-- Material for the task follows --
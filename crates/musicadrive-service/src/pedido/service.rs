//! Pedido use cases.
//!
//! Both write paths that touch the item set — checkout creation and the
//! staff item editor — freeze catalog snapshots, run the totals
//! recalculation, and reject the whole write when the result does not fit
//! the declared pendrive. Nothing is persisted on rejection.

use std::collections::HashMap;
use std::sync::Arc;

use serde::{Deserialize, Serialize};
use tracing::info;
use uuid::Uuid;

use musicadrive_core::error::AppError;
use musicadrive_core::types::pagination::{PageRequest, PageResponse};
use musicadrive_database::repositories::pasta::PastaRepository;
use musicadrive_database::repositories::pedido::PedidoRepository;
use musicadrive_entity::pasta::Pasta;
use musicadrive_entity::pedido::{
    CreatePedido, FormaPagamento, ItemPedidoRequest, NovoPedido, NovoPedidoItem, Pedido,
    PedidoItem, PedidoStatus, RegistroStatus, recalcular_totais,
};

use crate::context::RequestContext;

/// Actor recorded in the history for customer-initiated changes.
const ACTOR_CLIENTE: &str = "cliente";

/// Upper bound on per-unit rows in a single pedido.
///
/// Far beyond anything that fits the largest pendrive; bounds the
/// per-unit expansion so the request is rejected before any rows are
/// materialized. Checkout is unauthenticated, so the quantity fields
/// cannot be trusted.
const MAX_UNIDADES: u64 = 500;

/// A pedido together with its line items.
#[derive(Debug, Clone, Serialize, Deserialize)]
pub struct PedidoDetalhes {
    /// The pedido row.
    pub pedido: Pedido,
    /// Its per-unit line items.
    pub itens: Vec<PedidoItem>,
}

/// Customer-facing fields staff may edit on a pedido.
#[derive(Debug, Clone, Default, Serialize, Deserialize)]
pub struct UpdatePedidoDados {
    /// New customer name.
    pub cliente_nome: Option<String>,
    /// New customer contact.
    pub cliente_contato: Option<String>,
    /// New payment method.
    pub forma_pagamento: Option<FormaPagamento>,
    /// New notes.
    pub observacoes: Option<String>,
}

/// Manages pedido creation and staff-side editing.
#[derive(Debug, Clone)]
pub struct PedidoService {
    /// Pedido repository.
    pedido_repo: Arc<PedidoRepository>,
    /// Pasta repository, consulted only to freeze snapshots.
    pasta_repo: Arc<PastaRepository>,
}

impl PedidoService {
    /// Creates a new pedido service.
    pub fn new(pedido_repo: Arc<PedidoRepository>, pasta_repo: Arc<PastaRepository>) -> Self {
        Self {
            pedido_repo,
            pasta_repo,
        }
    }

    /// Creates a pedido from a storefront checkout.
    ///
    /// The item list must be non-empty and fit the declared pendrive;
    /// otherwise nothing is persisted.
    pub async fn criar(&self, data: CreatePedido) -> Result<Pedido, AppError> {
        if data.cliente_nome.trim().is_empty() {
            return Err(AppError::validation("Customer name cannot be empty"));
        }
        if data.cliente_contato.trim().is_empty() {
            return Err(AppError::validation("Customer contact cannot be empty"));
        }

        let itens = self.montar_itens(&data.itens).await?;
        let totais = recalcular_totais(&itens, data.pendrive_gb).map_err(AppError::from)?;

        let novo = NovoPedido {
            cliente_nome: data.cliente_nome.trim().to_string(),
            cliente_contato: data.cliente_contato.trim().to_string(),
            pendrive_gb: data.pendrive_gb,
            status: PedidoStatus::Enviado,
            forma_pagamento: Some(data.forma_pagamento),
            observacoes: data.observacoes.filter(|o| !o.trim().is_empty()),
            totais,
            historico: vec![RegistroStatus::now(PedidoStatus::Enviado, ACTOR_CLIENTE)],
        };

        let pedido = self.pedido_repo.create_com_itens(&novo, &itens).await?;
        info!(
            pedido_id = %pedido.id,
            total_itens = pedido.total_itens,
            total_gb = pedido.total_gb,
            "Pedido created"
        );
        Ok(pedido)
    }

    /// Gets a pedido with its line items.
    pub async fn get(&self, id: Uuid) -> Result<PedidoDetalhes, AppError> {
        let pedido = self.buscar(id).await?;
        let itens = self.pedido_repo.find_itens(id).await?;
        Ok(PedidoDetalhes { pedido, itens })
    }

    /// Lists pedidos, optionally filtered by status.
    pub async fn list(
        &self,
        _ctx: &RequestContext,
        status: Option<PedidoStatus>,
        page: PageRequest,
    ) -> Result<PageResponse<Pedido>, AppError> {
        self.pedido_repo.find_all(status, &page).await
    }

    /// Updates customer-facing fields. Blocked in terminal states.
    pub async fn update_dados(
        &self,
        ctx: &RequestContext,
        id: Uuid,
        data: UpdatePedidoDados,
    ) -> Result<Pedido, AppError> {
        let pedido = self.buscar(id).await?;
        self.exigir_editavel(&pedido)?;

        let observacoes = normalizar_observacoes(data.observacoes.as_deref());
        let pedido = self
            .pedido_repo
            .update_dados(
                id,
                data.cliente_nome.as_deref(),
                data.cliente_contato.as_deref(),
                data.forma_pagamento,
                observacoes.as_ref().map(|o| o.as_deref()),
            )
            .await?
            .ok_or_else(|| AppError::not_found("Pedido not found"))?;

        info!(pedido_id = %id, actor = %ctx.name, "Pedido updated");
        Ok(pedido)
    }

    /// Replaces a pedido's item set from (pasta, quantity) pairs.
    ///
    /// Fresh snapshots are frozen from the catalog, the totals are
    /// recomputed against the pedido's declared capacity, and the whole
    /// replacement is rejected if it does not fit — the stored items and
    /// totals remain untouched in that case.
    pub async fn editar_itens(
        &self,
        ctx: &RequestContext,
        id: Uuid,
        itens: Vec<ItemPedidoRequest>,
    ) -> Result<PedidoDetalhes, AppError> {
        let pedido = self.buscar(id).await?;
        self.exigir_editavel(&pedido)?;

        let novos = self.montar_itens(&itens).await?;
        let totais = recalcular_totais(&novos, pedido.pendrive_gb).map_err(AppError::from)?;

        let pedido = self.pedido_repo.replace_itens(id, &novos, &totais).await?;
        let itens = self.pedido_repo.find_itens(id).await?;

        info!(
            pedido_id = %id,
            total_itens = pedido.total_itens,
            total_gb = pedido.total_gb,
            actor = %ctx.name,
            "Pedido items replaced"
        );
        Ok(PedidoDetalhes { pedido, itens })
    }

    /// Moves a pedido to a new status, appending to the history.
    ///
    /// Any non-terminal status may move to any status; terminal statuses
    /// have no outgoing transitions.
    pub async fn atualizar_status(
        &self,
        ctx: &RequestContext,
        id: Uuid,
        status: PedidoStatus,
    ) -> Result<Pedido, AppError> {
        let pedido = self.buscar(id).await?;

        if pedido.status.is_terminal() {
            return Err(AppError::validation(format!(
                "Pedido is {} and cannot change status",
                pedido.status
            )));
        }

        let mut historico = pedido.historico_status.0.clone();
        historico.push(RegistroStatus::now(status, ctx.name.clone()));

        let pedido = self
            .pedido_repo
            .update_status(id, status, &historico)
            .await?
            .ok_or_else(|| AppError::not_found("Pedido not found"))?;

        info!(pedido_id = %id, status = %status, actor = %ctx.name, "Pedido status changed");
        Ok(pedido)
    }

    /// Deletes a pedido and its items. Delivered pedidos are kept.
    pub async fn excluir(&self, ctx: &RequestContext, id: Uuid) -> Result<(), AppError> {
        let pedido = self.buscar(id).await?;

        if !pedido.allows_delete() {
            return Err(AppError::validation(
                "Delivered pedidos cannot be deleted",
            ));
        }

        self.pedido_repo.delete(id).await?;
        info!(pedido_id = %id, actor = %ctx.name, "Pedido deleted");
        Ok(())
    }

    /// Renders the printable HTML receipt for a pedido.
    pub async fn recibo(&self, id: Uuid) -> Result<String, AppError> {
        let detalhes = self.get(id).await?;
        Ok(super::recibo::render(&detalhes.pedido, &detalhes.itens))
    }

    async fn buscar(&self, id: Uuid) -> Result<Pedido, AppError> {
        self.pedido_repo
            .find_by_id(id)
            .await?
            .ok_or_else(|| AppError::not_found("Pedido not found"))
    }

    fn exigir_editavel(&self, pedido: &Pedido) -> Result<(), AppError> {
        if !pedido.allows_edit() {
            return Err(AppError::validation(format!(
                "Pedido is {} and can no longer be edited",
                pedido.status
            )));
        }
        Ok(())
    }

    /// Resolve (pasta, quantity) pairs into frozen per-unit snapshots.
    async fn montar_itens(
        &self,
        pedidos: &[ItemPedidoRequest],
    ) -> Result<Vec<NovoPedidoItem>, AppError> {
        validar_quantidades(pedidos)?;

        let ids: Vec<Uuid> = pedidos.iter().map(|i| i.pasta_id).collect();
        let pastas: HashMap<Uuid, Pasta> = self
            .pasta_repo
            .find_by_ids(&ids)
            .await?
            .into_iter()
            .map(|p| (p.id, p))
            .collect();

        let mut itens = Vec::new();
        for req in pedidos {
            let pasta = pastas.get(&req.pasta_id).ok_or_else(|| {
                AppError::validation(format!("Pasta {} is no longer available", req.pasta_id))
            })?;
            if !pasta.is_active {
                return Err(AppError::validation(format!(
                    "Pasta '{}' is no longer available",
                    pasta.nome
                )));
            }
            // One row per unit: expand the quantity here.
            for _ in 0..req.quantidade {
                itens.push(NovoPedidoItem::snapshot(pasta));
            }
        }
        Ok(itens)
    }
}

/// Normalize the observacoes patch value.
///
/// `None` means the field was not sent and the stored text is kept;
/// a whitespace-only value clears it, mirroring the empty-notes filter
/// on checkout.
fn normalizar_observacoes(valor: Option<&str>) -> Option<Option<String>> {
    valor.map(|v| {
        let v = v.trim();
        (!v.is_empty()).then(|| v.to_string())
    })
}

/// Validate quantities before the per-unit expansion runs.
fn validar_quantidades(itens: &[ItemPedidoRequest]) -> Result<(), AppError> {
    if itens.is_empty() {
        return Err(AppError::validation("Pedido must have at least one item"));
    }
    if itens.iter().any(|i| i.quantidade == 0) {
        return Err(AppError::validation("Item quantity must be at least 1"));
    }
    let unidades: u64 = itens.iter().map(|i| u64::from(i.quantidade)).sum();
    if unidades > MAX_UNIDADES {
        return Err(AppError::validation(format!(
            "Pedido cannot have more than {MAX_UNIDADES} items"
        )));
    }
    Ok(())
}

#[cfg(test)]
mod tests {
    use uuid::Uuid;

    use musicadrive_entity::pedido::ItemPedidoRequest;

    use super::*;

    fn linha(quantidade: u32) -> ItemPedidoRequest {
        ItemPedidoRequest {
            pasta_id: Uuid::new_v4(),
            quantidade,
        }
    }

    #[test]
    fn rejects_empty_item_list() {
        assert!(validar_quantidades(&[]).is_err());
    }

    #[test]
    fn rejects_zero_quantity() {
        assert!(validar_quantidades(&[linha(2), linha(0)]).is_err());
    }

    #[test]
    fn rejects_absurd_quantity_before_expansion() {
        let err = validar_quantidades(&[linha(u32::MAX)]).unwrap_err();
        assert!(err.message.contains("more than"));
    }

    #[test]
    fn rejects_quantities_that_sum_past_the_ceiling() {
        let itens = vec![linha(300), linha(300)];
        assert!(validar_quantidades(&itens).is_err());
    }

    #[test]
    fn accepts_realistic_quantities() {
        assert!(validar_quantidades(&[linha(3), linha(1), linha(10)]).is_ok());
    }

    #[test]
    fn absent_observacoes_keeps_stored_value() {
        assert_eq!(normalizar_observacoes(None), None);
    }

    #[test]
    fn blank_observacoes_clears_stored_value() {
        assert_eq!(normalizar_observacoes(Some("")), Some(None));
        assert_eq!(normalizar_observacoes(Some("   ")), Some(None));
    }

    #[test]
    fn observacoes_are_trimmed_on_update() {
        assert_eq!(
            normalizar_observacoes(Some("  entregar sábado  ")),
            Some(Some("entregar sábado".to_string()))
        );
    }
}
-- Material for the task concluded --
*Problem*
Given the records above, reproduce precisely and only the lines between the line holding "in that case." and the line holding "no outgoing transitions.", inclusive.

*Answer to this exercise*
    /// totals remain untouched in that case.
    pub async fn editar_itens(
        &self,
        ctx: &RequestContext,
        id: Uuid,
        itens: Vec<ItemPedidoRequest>,
    ) -> Result<PedidoDetalhes, AppError> {
        let pedido = self.buscar(id).await?;
        self.exigir_editavel(&pedido)?;

        let novos = self.montar_itens(&itens).await?;
        let totais = recalcular_totais(&novos, pedido.pendrive_gb).map_err(AppError::from)?;

        let pedido = self.pedido_repo.replace_itens(id, &novos, &totais).await?;
        let itens = self.pedido_repo.find_itens(id).await?;

        info!(
            pedido_id = %id,
            total_itens = pedido.total_itens,
            total_gb = pedido.total_gb,
            actor = %ctx.name,
            "Pedido items replaced"
        );
        Ok(PedidoDetalhes { pedido, itens })
    }

    /// Moves a pedido to a new status, appending to the history.
    ///
    /// Any non-terminal status may move to any status; terminal statuses
    /// have no outgoing transitions.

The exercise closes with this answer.